La sénatrice et ancienne candidate à la présidence Paloma Valencia, du parti Centro Democrático, a demandé qu'une vérification immédiate des résultats électoraux des élections du 31 mai 2026 soit effectuée, lors desquelles onze candidats et candidates à la présidence ainsi que leurs formulaires de vice-présidence ont concouru.
Selon les données du pré-comptage recueillies par la Registraduría Nacional del Estado Civil, Abelardo de la Espriella, de l'extrême droite, a obtenu 10.361.499 voix, représentant 43,74 % du total des suffrages. Pour sa part, le candidat Iván Cepeda Castro, de la gauche, a atteint 9.688.361 voix, équivalentes à 40,90 % des suffrages.
Valencia a mis en doute les résultats attribués au candidat du Pacto Histórico et a demandé qu'une enquête soit menée sur la validité des votes enregistrés dans 218 bureaux de vote.

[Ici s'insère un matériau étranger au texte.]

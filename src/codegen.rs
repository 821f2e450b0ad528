//! Code generation: lower the flat node list into 32-bit x86 assembly.
//!
//! The emitter is a stack machine. Every expression pushes exactly one value
//! and consumers pop their operands, so statements leave the stack balanced.
//! Locals are pushed onto the frame as they are declared and addressed
//! relative to `ebp`; closing a block pops them again. Output uses GNU as
//! Intel syntax.

use std::collections::HashMap;

use snafu::{OptionExt, ensure};
use tracing::{debug, trace};

use crate::ast::{BinaryOp, LogicalOp, Node, UnaryOp};
use crate::error::{
  ArityMismatchSnafu, BreakOutsideLoopSnafu, CompileResult, ConflictingDeclarationSnafu,
  ContinueOutsideLoopSnafu, DuplicateFunctionSnafu, DuplicateVariableSnafu, MalformedNodesSnafu,
  ReservedFunctionNameSnafu, UndefinedFunctionSnafu, UndefinedVariableSnafu,
};

const WORD: i32 = 4;

/// Names the assembler reads as registers or operand keywords, whatever
/// their case.
const RESERVED_SYMBOLS: &[&str] = &[
  "eax", "ebx", "ecx", "edx", "esi", "edi", "esp", "ebp", "eip", "ax", "bx", "cx", "dx", "si",
  "di", "sp", "bp", "al", "ah", "bl", "bh", "cl", "ch", "dl", "dh", "cs", "ds", "es", "fs", "gs",
  "ss", "st", "byte", "word", "dword", "qword", "ptr", "offset",
];

/// Emit assembly for a whole translation unit.
pub fn generate(nodes: &[Node]) -> CompileResult<String> {
  let mut state = CodegenState::new();
  for node in nodes {
    trace!(%node, "lowering node");
    state.emit_node(node)?;
  }
  state.finish()
}

/// A local variable or parameter and its frame offset from `ebp`.
#[derive(Debug, Clone)]
struct Slot {
  name: String,
  offset: i32,
}

/// Labels of one loop. `locals` is the number of live locals when the loop
/// was entered; `break` and `continue` pop anything declared since.
#[derive(Debug, Clone, Copy)]
struct LoopLabels {
  head: usize,
  next: usize,
  locals: usize,
}

impl LoopLabels {
  fn head(&self) -> String {
    format!("label{}", self.head)
  }

  fn next(&self) -> String {
    format!("label{}", self.next)
  }

  fn end(&self) -> String {
    format!("end_label{}", self.head)
  }
}

/// Labels of a two-way branch: `alt` is taken when the test fails, `end`
/// joins both paths.
#[derive(Debug, Clone, Copy)]
struct BranchLabels {
  id: usize,
}

impl BranchLabels {
  fn alt(&self) -> String {
    format!("label{}", self.id)
  }

  fn end(&self) -> String {
    format!("end_label{}", self.id)
  }
}

/// Open control-flow constructs, innermost last.
#[derive(Debug, Clone, Copy)]
enum Pending {
  Loop(LoopLabels),
  If(BranchLabels),
  Ternary(BranchLabels),
  Logical(LogicalOp, BranchLabels),
}

#[derive(Debug, Clone, Copy)]
struct Signature {
  arity: usize,
  defined: bool,
}

/// The function whose nodes are currently being lowered.
#[derive(Debug)]
struct FunctionCtx {
  name: String,
  arity: usize,
  has_body: bool,
  params_seen: usize,
  awaiting_body: bool,
}

struct CodegenState {
  asm: String,
  symbols: Vec<Slot>,
  scopes: Vec<usize>,
  locals: usize,
  next_label: usize,
  pending: Vec<Pending>,
  functions: HashMap<String, Signature>,
  /// Calls made before their callee was declared, checked once the whole
  /// unit has been seen.
  forward_calls: Vec<(String, usize)>,
  function: Option<FunctionCtx>,
}
// 🛡️ Each stage of the login lives in its own module; traits carry the wire types.

pub mod traits;     // Endpoint contract + login wire types
pub mod secrets;    // Memory hygiene (SecretToken)
pub mod bearer;     // Bearer token loading
pub mod consul;     // Consul HTTP client
pub mod exchange;   // Bearer token -> SecretID
pub mod sink;       // Token sink file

Selon un communiqué qu'elle a publié, ces bureaux étaient situés dans des zones du pays avec des antécédents de conflit armé et où des groupes armés sont présents: Pacífico, Cauca, Nariño, Chocó et Catatumbo (Norte de Santander).
Selon la députée du Centro Democrático, le candidat Iván Cepeda a obtenu 100 % des voix dans ces 218 bureaux. « Il est inacceptable que le gouvernement continue à parler de fraude dans la Registraduría, alors que la fraude se manifeste dans les bureaux où les gens ont dû voter pour Iván Cepeda, et où le candidat a obtenu 100 % des voix », a affirmé Valencia.
Sur ce total, la législatrice a affirmé que plus de la moitié des bureaux correspondent à des municipalités où sont appliqués des Programmes de Développement avec Enfoque Territorial (Pdet). « 168 de ces bureaux se trouvent dans des municipalités Pdet, où des groupes armés comme les dissidences des Farc et l'ELN (Ejército de Liberación Nacional) exercent un contrôle territorial. Là, l'État brille par son absence, et la population vit sous pression », a expliqué l'ancienne candidate à la présidence, citée dans le communiqué.
À son avis, le fait que Cepeda ait atteint plus de 15.500 voix « unanimes » ne doit pas être considéré comme une coïncidence. Elle a rappelé que pendant la période électorale précédant le premier tour, des dénonciations concernant des pressions présumées et des tentatives d'influence sur le vote de l'électorat par des structures armées illégales opérant dans certaines régions avaient eu lieu.
« Le grave, c'est la pression armée sur les Colombiens. Le grave, c'est qu'ils mobilisent désormais leurs gens pour instiller la peur chez les Colombiens. Avec le fameux soulèvement social, ils veulent briser la liberté des Colombiens », a-t-elle indiqué.
En conséquence, elle a demandé aux autorités électorales, aux organismes de contrôle et aux entités d'observation de procéder à un examen minutieux des procès-verbaux et des enregistrements de ces bureaux.
Valencia a argumenté que la vérification doit être effectuée avant le second tour présidentiel, qui aura lieu le 21 juin, afin d'éclaircir les doutes sur la liberté du suffrage et la transparence du processus électoral.
« Ce sont des signes de fraude, sans négliger la participation ouvertement illégale et inconstitutionnelle du président et de la majorité de ses fonctionnaires essayant de faire élire Iván Cepeda. C'est abrupt, c'est horrible, c'est dégoûtant », a conclu l'ancienne prétendante à la présidence.
Pressions des organisations criminelles pour influencer le vote des citoyens
dans certaines régions du pays, la pression exercée par des groupes armés sur les électeurs pour orienter leur décision électorale a été dénoncée.
Il a affirmé qu'ils tentaient d'influencer le vote de la citoyenneté pour garantir qu'elle vote en faveur de certaines candidatures ou qu'elle ne les soutienne pas, mais il n'a pas précisé de quels candidats il s'agissait.
« Je condamne de manière catégorique et énergique toute sorte de pression sur l'électeur. Ni le Pacto Histórico ni les forces de l'Alliance pour la Vie, ni ma campagne ni moi en ma qualité de candidat présidentiel n'acceptons ce genre d'actions. Leurs responsables doivent être investigués et sanctionnés avec toute la rigueur de la loi », a-t-il écrit sur X.